Cari Blog Ini

Bidvertiser

Senin, 26 Januari 2015

Revolusi Mental Guru (MOHAMMAD ABDUHZEN)

BUKANLAH bermaksud latah berbicara revolusi mental guru terkait implementasi ide Presiden Joko Widodo yang kian ramai dibicarakan: revolusi mental bangsa.  Guru adalah faktor berpengaruh besar terhadap hasil pembelajaran—John Hattie (2003) dari Selandia Baru mengatakan, pengaruh guru 30 persen—sehingga untuk menyukseskan revolusi mental melalui pendidikan,  mentalitas guru perlu diubah terlebih dahulu.  

Mentalitas guru memang harus diubah, ada ataupun tidak ada gagasan revolusi mental dari Presiden Joko Widodo.

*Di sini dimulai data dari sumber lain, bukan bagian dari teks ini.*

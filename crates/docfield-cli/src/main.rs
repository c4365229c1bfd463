//! CLI application for Hungarian document field extraction.

mod commands;

use clap::{Parser, Subcommand};
use tracing::Level;
use tracing_subscriber::FmtSubscriber;

use commands::{batch, config, extract, fields};

/// Hungarian document OCR - Extract structured fields from OCR'd documents
#[derive(Parser)]
#[command(name = "docfield")]
#[command(author, version, about, long_about = None)]
struct Cli {
    /// Enable verbose output
    #[arg(short, long, action = clap::ArgAction::Count, global = true)]
    verbose: u8,

    /// Path to config file
    #[arg(short, long, global = true)]
    config: Option<String>,

    #[command(subcommand)]
    command: Commands,
}

#[derive(Subcommand)]
enum Commands {
    /// Extract fields from a single OCR text or payload
    Extract(extract::ExtractArgs),

    /// Extract fields from multiple files
    Batch(batch::BatchArgs),

    /// List the canonical fields of a document type
    Fields(fields::FieldsArgs),

    /// Manage configuration
    Config(config::ConfigArgs),
}

#[tokio::main]
async fn main() -> anyhow::Result<()> {
    let cli = Cli::parse();

    let level = match cli.verbose {
        0 => Level::WARN,
        1 => Level::INFO,
        2 => Level::DEBUG,
        _ => Level::TRACE,
    };

    let subscriber = FmtSubscriber::builder()
        .with_max_level(level)
        .with_target(false)
        .with_writer(std::io::stderr)
        .finish();

    tracing::subscriber::set_global_default(subscriber)?;

    match cli.command {
        Commands::Extract(args) => extract::run(args, cli.config.as_deref()).await,
        Commands::Batch(args) => batch::run(args, cli.config.as_deref()).await,
        Commands::Fields(args) => fields::run(args).await,
        Commands::Config(args) => config::run(args, cli.config.as_deref()).await,
    }
}
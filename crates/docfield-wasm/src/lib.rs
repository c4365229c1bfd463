//! WASM bindings for Hungarian document field extraction.
//!
//! This crate provides WebAssembly bindings for use in browsers and Node.js.

use js_sys::Array;
use wasm_bindgen::prelude::*;

use docfield_core::models::config::OutputConfig;
use docfield_core::postprocess;
use docfield_core::rules::{check_digit, first_date};
use docfield_core::text::{normalize_id_number, normalize_sex};
use docfield_core::{DocType, DocumentExtractor, DocumentParser, OcrResponse, ProcessResponse};

/// Initialize panic hook for better error messages in console.
#[wasm_bindgen(start)]
pub fn init() {
    #[cfg(feature = "console_error_panic_hook")]
    console_error_panic_hook::set_once();
}

/// Version information.
#[wasm_bindgen]
pub fn version() -> String {
    env!("CARGO_PKG_VERSION").to_string()
}

fn to_js_error(e: impl std::fmt::Display) -> JsValue {
    JsValue::from_str(&e.to_string())
}

fn parse_doc_type(doc_type: &str) -> Result<DocType, JsValue> {
    doc_type.parse::<DocType>().map_err(to_js_error)
}

/// Extract fields from OCR text.
///
/// Returns the fixed-shape response: `doc_type`, `document_number`,
/// `is_correct_document`, `confidence` and `personal_data` or `vehicle_data`.
#[wasm_bindgen]
pub fn extract_from_text(doc_type: &str, text: &str) -> Result<JsValue, JsValue> {
    DocumentExtractorJs::new().extract(doc_type, text)
}

/// Extract fields from a cached OCR provider payload (JSON).
#[wasm_bindgen]
pub fn extract_from_ocr_payload(doc_type: &str, payload: &str) -> Result<JsValue, JsValue> {
    let response = OcrResponse::from_json(payload).map_err(to_js_error)?;
    extract_from_text(doc_type, &response.text())
}

/// Canonical field names of a document type.
#[wasm_bindgen]
pub fn field_names(doc_type: &str) -> Result<Array, JsValue> {
    let doc_type = parse_doc_type(doc_type)?;
    Ok(doc_type
        .field_names()
        .iter()
        .map(|name| JsValue::from_str(name))
        .collect())
}

/// Supported document type tags.
#[wasm_bindgen]
pub fn doc_types() -> Array {
    DocType::ALL
        .iter()
        .map(|doc_type| JsValue::from_str(doc_type.as_str()))
        .collect()
}

/// Earliest date in any of the recognized layouts, as `YYYY-MM-DD`.
#[wasm_bindgen]
pub fn parse_date(date_str: &str) -> Option<String> {
    first_date(date_str)
}

/// Canonicalize a vehicle identification number.
#[wasm_bindgen]
pub fn canonical_vin(vin: &str) -> Option<String> {
    postprocess::canonical_vin(vin)
}

/// Canonicalize an ID card number to `ddddddXX`.
#[wasm_bindgen]
pub fn canonical_id_number(number: &str) -> Option<String> {
    normalize_id_number(number)
}

/// Map a sex marker onto `NŐ` or `FÉRFI`.
#[wasm_bindgen]
pub fn canonical_sex(sex: &str) -> Option<String> {
    normalize_sex(sex).map(str::to_string)
}

/// ICAO 9303 check digit of an MRZ field.
#[wasm_bindgen]
pub fn mrz_check_digit(field: &str) -> u32 {
    check_digit(field)
}

/// Document extractor class for browser use.
#[wasm_bindgen(js_name = DocumentExtractor)]
pub struct DocumentExtractorJs {
    extractor: DocumentExtractor,
    output: OutputConfig,
}

#[wasm_bindgen(js_class = DocumentExtractor)]
impl DocumentExtractorJs {
    /// Create a new document extractor.
    #[wasm_bindgen(constructor)]
    pub fn new() -> Self {
        Self {
            extractor: DocumentExtractor::new(),
            output: OutputConfig::default(),
        }
    }

    /// Pin the MRZ century pivot year.
    #[wasm_bindgen]
    pub fn set_reference_year(&mut self, year: Option<i32>) {
        self.extractor = self.extractor.clone().with_reference_year(year);
    }

    /// Occurrences required before a registration number is trusted.
    #[wasm_bindgen]
    pub fn set_registration_min_repeats(&mut self, repeats: usize) {
        self.extractor = self.extractor.clone().with_registration_min_repeats(repeats);
    }

    /// Include extraction warnings in responses.
    #[wasm_bindgen]
    pub fn set_include_warnings(&mut self, include: bool) {
        self.output.include_warnings = include;
    }

    /// Extract fields from OCR text.
    #[wasm_bindgen]
    pub fn extract(&self, doc_type: &str, text: &str) -> Result<JsValue, JsValue> {
        let doc_type = parse_doc_type(doc_type)?;
        let response = self.extractor.parse(doc_type, text).to_response(&self.output);
        serde_wasm_bindgen::to_value(&response).map_err(to_js_error)
    }

    /// Get the full extraction result with per-kind fields and metadata.
    #[wasm_bindgen]
    pub fn extract_with_metadata(&self, doc_type: &str, text: &str) -> Result<JsValue, JsValue> {
        let output = self.metadata(parse_doc_type(doc_type)?, text).map_err(to_js_error)?;
        serde_wasm_bindgen::to_value(&output).map_err(to_js_error)
    }
}

/// Response plus raw fields. Warnings are reported once, at the top level.
#[derive(serde::Serialize)]
struct ExtractMetadata {
    response: ProcessResponse,
    fields: serde_json::Value,
    warnings: Vec<String>,
    processing_time_ms: u64,
}

impl DocumentExtractorJs {
    fn metadata(&self, doc_type: DocType, text: &str) -> serde_json::Result<ExtractMetadata> {
        let result = self.extractor.parse(doc_type, text);
        let mut response = result.to_response(&self.output);
        response.warnings.clear();
        Ok(ExtractMetadata {
            response,
            fields: serde_json::to_value(&result.fields)?,
            warnings: result.warnings,
            processing_time_ms: result.processing_time_ms,
        })
    }
}

impl Default for DocumentExtractorJs {
    fn default() -> Self {
        Self::new()
    }
}

#[cfg(test)]
mod tests {
    use super::*;
    use wasm_bindgen_test::*;

    wasm_bindgen_test_configure!(run_in_browser);

    #[wasm_bindgen_test]
    fn test_mrz_check_digit() {
        assert_eq!(mrz_check_digit("790630"), 7);
    }

    #[wasm_bindgen_test]
    fn test_canonical_helpers() {
        assert_eq!(parse_date("2031.08.12.").as_deref(), Some("2031-08-12"));
        assert_eq!(canonical_id_number("I23456 AB").as_deref(), Some("123456AB"));
        assert_eq!(canonical_sex("NŐ/F").as_deref(), Some("NŐ"));
        assert_eq!(canonical_vin("VIN WVWZZZ1KZ6W000001").as_deref(), Some("WVWZZZ1KZ6W000001"));
    }

    #[wasm_bindgen_test]
    fn test_field_names() {
        assert_eq!(field_names("COC").unwrap().length(), 12);
        assert!(field_names("LIBRARY_CARD").is_err());
        assert_eq!(doc_types().length(), 9);
    }

    #[wasm_bindgen_test]
    fn test_metadata_reports_warnings_once() {
        let mut extractor = DocumentExtractorJs::new();
        extractor.set_include_warnings(true);
        let output = extractor.metadata(DocType::Passport, "").unwrap();
        assert!(!output.warnings.is_empty());
        assert!(output.response.warnings.is_empty());
    }
}
//! Address card (lakcímet igazoló hatósági igazolvány).
//!
//! Hungarian-only labels. Addresses wrap onto a second line, and each
//! address block carries its own reporting time, so those are searched
//! only between the block's label and the next block.

use lazy_static::lazy_static;
use regex::Regex;

use super::Extracted;
use crate::models::fields::AddressCardFields;
use crate::rules::{first_date, strip_dates};
use crate::text::scanner::{
    cut_at_next_label, find_first_label, find_label_idx, scan_forward, value_after_match,
    LabelMatch,
};
use crate::text::{normalize_whitespace, LabelPattern, NormalizedText, Recipe, StopLabels};

lazy_static! {
    static ref FULL_NAME_LABEL: LabelPattern =
        LabelPattern::new(r"(?i)\bCSAL[AÁ]DI\s+[EÉ]S\s+UT[OÓ]N[EÉ]V\b").unwrap();
    static ref BIRTH_PLACE_DATE_LABEL: LabelPattern =
        LabelPattern::new(r"(?i)\bSZ[UÜ]LET[EÉ]SI\s+HELYE?[, ]*ID(?:[ŐO]|EJE)\b").unwrap();
    static ref MOTHERS_NAME_LABEL: LabelPattern =
        LabelPattern::new(r"(?i)\bANYJA\s+NEVE\b").unwrap();
    static ref PERMANENT_ADDRESS_LABEL: LabelPattern =
        LabelPattern::new(r"(?i)\bLAK[OÓ]HELY\b").unwrap();
    static ref TEMPORARY_ADDRESS_LABEL: LabelPattern =
        LabelPattern::new(r"(?i)\bTART[OÓ]ZKOD[AÁ]SI\s+HELY\b").unwrap();
    static ref REPORTING_TIME_LABEL: LabelPattern =
        LabelPattern::new(r"(?i)\bBEJELENT[ÉE]SI\s+ID[ŐO]\b").unwrap();
    static ref VALIDITY_LABEL: LabelPattern =
        LabelPattern::new(r"(?i)\b[ÉE]RV[ÉE]NYESS[ÉE]GI\s+IDEJE\b").unwrap();
    static ref AUTHORITY_LABEL: LabelPattern =
        LabelPattern::new(r"(?i)\bKI[AÁ]LL[IÍ]T[OÓ]\s+HAT[OÓ]S[AÁ]G\b").unwrap();
    static ref TITLE_LABEL: LabelPattern =
        LabelPattern::new(r"(?i)\bLAKC[IÍ]MET\s+IGAZOL[OÓ]\b").unwrap();

    static ref STOPS: StopLabels<'static> = StopLabels::new(vec![
        &*FULL_NAME_LABEL,
        &*BIRTH_PLACE_DATE_LABEL,
        &*MOTHERS_NAME_LABEL,
        &*PERMANENT_ADDRESS_LABEL,
        &*TEMPORARY_ADDRESS_LABEL,
        &*REPORTING_TIME_LABEL,
        &*VALIDITY_LABEL,
        &*AUTHORITY_LABEL,
    ]);

    /// Six digits and two letters; OCR swaps `0/O` and `1/I/J/L` freely.
    pub(crate) static ref DOCNO_VALUE: Regex =
        Regex::new(r"(?i)\b([0-9OIJLl]{6})\s?([A-Z01]{2})\b").unwrap();
}

/// Lines searched below a label for a date.
const DATE_SCAN_LINES: usize = 6;
/// Lines searched for a birth-place continuation.
const PLACE_CONTINUATION_LINES: usize = 3;
/// Lines searched for an address continuation.
const ADDRESS_CONTINUATION_LINES: usize = 2;

fn is_stop(line: &str) -> bool {
    STOPS.matches(line)
}

fn has_date(line: &str) -> bool {
    first_date(line).is_some()
}

fn non_empty(s: String) -> Option<String> {
    if s.is_empty() { None } else { Some(s) }
}

/// Value of the label at `(idx, m)` and the line it was read from: the
/// label line's tail, else the next non-label line.
fn value_at(lines: &[String], idx: usize, m: LabelMatch) -> Option<(String, usize)> {
    let tail = value_after_match(&lines[idx], m);
    if !tail.is_empty() {
        let cut = cut_at_next_label(&tail, &STOPS);
        let value = if cut.is_empty() { tail } else { cut };
        return Some((value, idx));
    }
    let next = idx + 1;
    match lines.get(next) {
        Some(line) if !is_stop(line) => Some((line.trim().to_string(), next)),
        _ => None,
    }
}

fn value_line(lines: &[String], label: &LabelPattern) -> Option<String> {
    let (idx, m) = find_first_label(lines, label, 0)?;
    value_at(lines, idx, m).map(|(value, _)| value)
}

/// Value plus one wrapped continuation line.
fn value_two_lines(lines: &[String], label: &LabelPattern) -> Option<String> {
    let (idx, m) = find_first_label(lines, label, 0)?;
    let (first, first_idx) = value_at(lines, idx, m)?;
    let continuation = scan_forward(
        lines,
        first_idx,
        is_stop,
        |_| false,
        |_| true,
        Some(ADDRESS_CONTINUATION_LINES),
    );
    Some(match continuation {
        Some(next) => format!("{first} {next}"),
        None => first,
    })
}

/// Date on the label line, else the first dated line below it.
fn date_near(lines: &[String], idx: usize) -> Option<String> {
    first_date(&lines[idx]).or_else(|| {
        scan_forward(lines, idx, is_stop, |_| false, has_date, Some(DATE_SCAN_LINES))
            .and_then(first_date)
    })
}

fn birth_place_and_date(lines: &[String]) -> (Option<String>, Option<String>) {
    let Some((idx, m)) = find_first_label(lines, &BIRTH_PLACE_DATE_LABEL, 0) else {
        return (None, None);
    };

    let place = value_at(lines, idx, m).and_then(|(value, place_idx)| {
        let place = non_empty(strip_dates(&value))?;
        let country = scan_forward(
            lines,
            place_idx,
            is_stop,
            |_| false,
            |_| true,
            Some(PLACE_CONTINUATION_LINES),
        )
        .map(strip_dates)
        .and_then(non_empty);
        Some(match country {
            Some(country) => normalize_whitespace(&format!("{place}, {country}")),
            None => place,
        })
    });

    (place, date_near(lines, idx))
}

/// First reporting-time label strictly between `start` and `end`.
fn reporting_time_between(
    lines: &[String],
    start: usize,
    end: usize,
) -> Option<(usize, LabelMatch)> {
    find_first_label(lines, &REPORTING_TIME_LABEL, start + 1).filter(|(idx, _)| *idx < end)
}

fn permanent_reporting_time(lines: &[String]) -> Option<String> {
    let perm_idx = find_label_idx(lines, &PERMANENT_ADDRESS_LABEL, 0)?;
    let temp_idx =
        find_label_idx(lines, &TEMPORARY_ADDRESS_LABEL, perm_idx + 1).unwrap_or(lines.len());
    let (idx, m) = reporting_time_between(lines, perm_idx, temp_idx)?;
    value_at(lines, idx, m).and_then(|(value, _)| first_date(&value))
}

fn temporary_reporting_time(lines: &[String]) -> Option<String> {
    let temp_idx = find_label_idx(lines, &TEMPORARY_ADDRESS_LABEL, 0)?;
    let end = [&*VALIDITY_LABEL, &*AUTHORITY_LABEL]
        .into_iter()
        .filter_map(|label| find_label_idx(lines, label, temp_idx + 1))
        .min()
        .unwrap_or(lines.len());
    let (idx, m) = reporting_time_between(lines, temp_idx, end)?;

    let tail = value_after_match(&lines[idx], m);
    if !tail.is_empty() {
        let cut = cut_at_next_label(&tail, &STOPS);
        let candidate = if cut.is_empty() { tail } else { cut };
        if let Some(date) = first_date(&candidate) {
            return Some(date);
        }
    }
    scan_forward(lines, idx, is_stop, |_| false, has_date, Some(DATE_SCAN_LINES))
        .and_then(first_date)
}

/// Authority name without the trailing issue date, plus that date.
fn authority_and_issue_date(lines: &[String]) -> (Option<String>, Option<String>) {
    let Some((idx, m)) = find_first_label(lines, &AUTHORITY_LABEL, 0) else {
        return (None, None);
    };
    let authority = value_at(lines, idx, m).and_then(|(value, _)| non_empty(strip_dates(&value)));
    (authority, date_near(lines, idx))
}

/// `dddddd XX` as printed, before OCR repair.
fn document_number(lines: &[String], raw: &str) -> Option<String> {
    let candidate = Recipe::new(&TITLE_LABEL, &STOPS)
        .with_value(&DOCNO_VALUE)
        .extract(lines, raw)
        .unwrap_or_else(|| normalize_whitespace(raw));
    let caps = DOCNO_VALUE.captures(&candidate)?;
    Some(format!("{} {}", &caps[1], &caps[2]).to_uppercase())
}

pub fn extract(text: &NormalizedText<'_>) -> Extracted<AddressCardFields> {
    let lines = text.lines();
    let (birth_place, birth_date) = birth_place_and_date(lines);
    let (issuing_authority, issue_date) = authority_and_issue_date(lines);

    Extracted {
        document_number: document_number(lines, text.raw()),
        fields: AddressCardFields {
            full_name: value_line(lines, &FULL_NAME_LABEL),
            birth_place,
            birth_date,
            mothers_name: value_line(lines, &MOTHERS_NAME_LABEL),
            permanent_address: value_two_lines(lines, &PERMANENT_ADDRESS_LABEL),
            permanent_reporting_time: permanent_reporting_time(lines),
            temporary_address: value_two_lines(lines, &TEMPORARY_ADDRESS_LABEL),
            temporary_reporting_time: temporary_reporting_time(lines),
            temporary_validity: value_line(lines, &VALIDITY_LABEL).and_then(|v| first_date(&v)),
            issuing_authority,
            issue_date,
        },
    }
}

Mengapa?

Tiga alasan

Paling tidak ada tiga alasan. Pertama, hasil riset Profesor Beeby awal 1970-an (bukunya terbit tahun 1975; Pendidikan Indonesia) menyimpulkan bahwa persoalan kronis pendidikan kita (baca: Indonesia) di antaranya praktik kelas yang membosankan. Guru-guru mengajar dengan latar belakang pengetahuan dan keterampilan metodik yang minimal sehingga aktivitas kelas bagaikan ritual. Sedikit sekali, kata Beeby, sekolah di Indonesia membantu menumbuhkan potensi seorang murid. Dan, pengaruh sekolah yang menjemukan serta sangat tidak imajinatif tersebut tetap terasa ketika seseorang menjadi dewasa dan atau menjadi pemimpin di masyarakat.

Kemampuan guru dewasa ini tidak lebih baik. Berbagai penilaian yang dilakukan Kementerian Pendidikan dan Kebudayaan (Kemdikbud) menunjukkan kompetensi pedagogi dan profesional guru rata-rata rendah. Hasil uji kompetensi awal (UKA) 2012 memperlihatkan hanya 42,25 (skala 100) yang dinyatakan kompeten; sementara nilai uji kompetensi guru (UKG) 2014 rata-rata 47,6. Keadaan ini akan terus berlangsung apabila tidak ditangani secara tepat dan serius.

Kedua, Undang-Undang Nomor 20 Tahun 2003 tentang Sistem Pendidikan Nasional (Sisdiknas) Pasal 1 ayat (1)—untuk mewujudkan suasana belajar dan proses pembelajaran agar peserta didik secara aktif mengembangkan potensi dirinya—menuntut perubahan mental guru sebagai pusat dan sumber utama pembelajaran ke murid sebagai pusat dengan pembelajaran siswa aktif.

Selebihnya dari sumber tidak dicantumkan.